A succah in Trafalgar Square
Author: Open Forum
Date posted: Thursday 25 Mar 2010
During the month of March 2010, Miriam Shaviv published a daily proposal to transform the British Jewish community on her blog on the Jewish Chronicle website. Each entry was submitted by a different communal figure or reader of the Jewish Chronicle. This is the entry submitted by Jonathan Boyd, Executive Director of JPR:
Throughout Succot, there ought to be a succah in Trafalgar Square. The bigger, the better - halachically, a succah can be too low or too high, but there are no restrictions on its length or breadth. It would be staffed by Jewish volunteers and serve as a temporary shelter and soup kitchen - a place for the homeless to come during the day or night for a free hot meal.
Why? First, because a succah is a temporary dwelling, a fragile place of refuge that reminds us, in part, of our own vulnerability. Succot itself is also a temporary experience - a brief period in the year when we are not protected by the walls, roofs, locks and alarm systems that, for many of us, have become part of our daily existence. In contrast, homelessness is not a temporary state - it is a permanent reality. Could we take a symbol of our own homelessness and exposure, and turn it into a shelter for those who need no symbolic reminders of what it means to have no home or to feel exposed?
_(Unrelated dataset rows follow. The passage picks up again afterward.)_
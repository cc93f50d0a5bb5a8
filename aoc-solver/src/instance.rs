//! Parsed, timed solver instances behind a type-erased interface

use crate::error::{ParseError, SolveError};
use crate::solver::{Solver, SolverExt};
use chrono::{DateTime, TimeDelta, Utc};

/// Wall-clock interval of one parse or solve step (UTC)
#[derive(Debug, Clone, Copy, PartialEq, Eq)]
pub struct Timing {
    pub start: DateTime<Utc>,
    pub end: DateTime<Utc>,
}

impl Timing {
    /// Run `f`, recording when it started and finished.
    pub fn measure<T>(f: impl FnOnce() -> T) -> (T, Timing) {
        let start = Utc::now();
        let value = f();
        let end = Utc::now();
        (value, Timing { start, end })
    }

    pub fn duration(&self) -> TimeDelta {
        self.end - self.start
    }
}

/// Answer for one part with the time it took
#[derive(Debug, Clone)]
pub struct SolveResult {
    pub answer: String,
    pub timing: Timing,
}

impl SolveResult {
    pub fn duration(&self) -> TimeDelta {
        self.timing.duration()
    }
}

/// One day's parsed input, ready to solve any of its parts
///
/// The input is parsed exactly once in [`SolverInstance::new`]; parts then
/// run against the same shared data, so a part may leave memoized results
/// for the next one.
pub struct SolverInstance<'a, S: Solver> {
    year: u16,
    day: u8,
    shared: S::SharedData<'a>,
    parse_timing: Timing,
}

impl<'a, S: Solver> SolverInstance<'a, S> {
    /// Parse `input` for the given day.
    pub fn new(year: u16, day: u8, input: &'a str) -> Result<Self, ParseError> {
        let (shared, parse_timing) = Timing::measure(|| S::parse(input));
        Ok(Self {
            year,
            day,
            shared: shared?,
            parse_timing,
        })
    }
}

/// Type-erased interface over [`SolverInstance`]s of different days
///
/// # Example
///
/// ```no_run
/// use aoc_solver::DynSolver;
///
/// fn run(mut solver: Box<dyn DynSolver + '_>) -> Result<(), Box<dyn std::error::Error>> {
///     println!("parse took {}", solver.parse_duration());
///     for part in 1..=solver.parts() {
///         let result = solver.solve(part)?;
///         println!("part {part}: {} ({})", result.answer, result.duration());
///     }
///     Ok(())
/// }
/// ```
pub trait DynSolver {
    /// Solve `part` (range checked) and time it
    fn solve(&mut self, part: u8) -> Result<SolveResult, SolveError>;

    /// When and how long parsing took
    fn parse_timing(&self) -> Timing;

    fn year(&self) -> u16;

    fn day(&self) -> u8;

    /// Number of parts this day supports
    fn parts(&self) -> u8;

    fn parse_duration(&self) -> TimeDelta {
        self.parse_timing().duration()
    }
}

impl<'a, S: SolverExt> DynSolver for SolverInstance<'a, S> {
    fn solve(&mut self, part: u8) -> Result<SolveResult, SolveError> {
        let (answer, timing) =
            Timing::measure(|| S::solve_part_checked_range(&mut self.shared, part));
        Ok(SolveResult {
            answer: answer?,
            timing,
        })
    }

    fn parse_timing(&self) -> Timing {
        self.parse_timing
    }

    fn year(&self) -> u16 {
        self.year
    }

    fn day(&self) -> u8 {
        self.day
    }

    fn parts(&self) -> u8 {
        S::PARTS
    }
}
Second, the notion of succah as soup kitchen bridges the particular and the universal. It both celebrates the particular simchah of a Jewish holiday, and extends our hearts and hands out into the wider world. It actualises what the sociologist Peter Berger calls "cognitive negotiation", or what Samson Raphael Hirsch called Torah im derech eretz - Torah with the way of the land.
It helps to cultivate Jews who care about the internal and the external, who are capable of dealing simultaneously with our own challenges and those that beset humanity as a whole.
Third, it clearly associates Judaism with social justice. It makes a clear public statement. To be Jewish is to take responsibility, to reach out to others, to affect change, to create places on earth in which God's presence can dwell. It demonstrates - in a tangible and genuine way - how Jewish ideas and symbols can, and should be interpreted for good.
At a time when religion generally is often associated with violence and extremism, it offers a dramatically different perspective. It should not cost much to set up, but its practical and symbolic value could be immense.